When Mr. Walz took a shot at JD Vance, his Republican counterpart, by obliquely referencing a viral joke about Mr. Vance’s relationship to (and with) couches, some pundits reacted with shock. But the tactic showed a Democratic ticket that’s willing to, well, make a real joke. The Harris campaign is also leaning into memes, embracing the idea that “Kamala is brat,” a slang term roughly meaning a little “messy” and popularized by the singer Charli XCX.
The Democrats have been many things over the last few decades, but funny has rarely been one of them. Now liberals are having fun and the MAGA movement that Trump commands is, for the moment, in a defensive, resentful crouch.
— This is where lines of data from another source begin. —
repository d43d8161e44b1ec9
mod init_tracing;
mod prompt_sanitizer;
mod request_id;
mod tracing_config;

pub use init_tracing::init_tracing;
pub use prompt_sanitizer::sanitize_prompt;
pub use request_id::{REQUEST_ID_HEADER, RequestId, request_id_middleware};
pub use tracing_config::TracingConfig;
The advantage of wit is that it allows you to pivot, to change the subject, to be nimble and to dazzle your audience, all while giving it the impression that you’re in full control. Mr. Trump once had that power. But when reporters recently asked him whether he would ban the early-stage abortifacient mifepristone, his answer wasn’t witty — it was so garbled that it was hard to write headlines about. Irony can often be hard to distinguish from incomprehensibility, and Mr. Trump too often crosses that divide.
Losing a step doesn’t mean you’re finished, in comedy or in politics. Mr. Trump has returned to his favored comedy platform, Twitter (now X), so we’ll see if he can return to form. For now, pollsters may not capture exactly the role that humor is playing in our political preferences. But losing the humor advantage has made Mr. Trump seem directionless, listless and vulnerable. The energy that humor provides is now invigorating his opponents, who are looking to laugh him off the stage.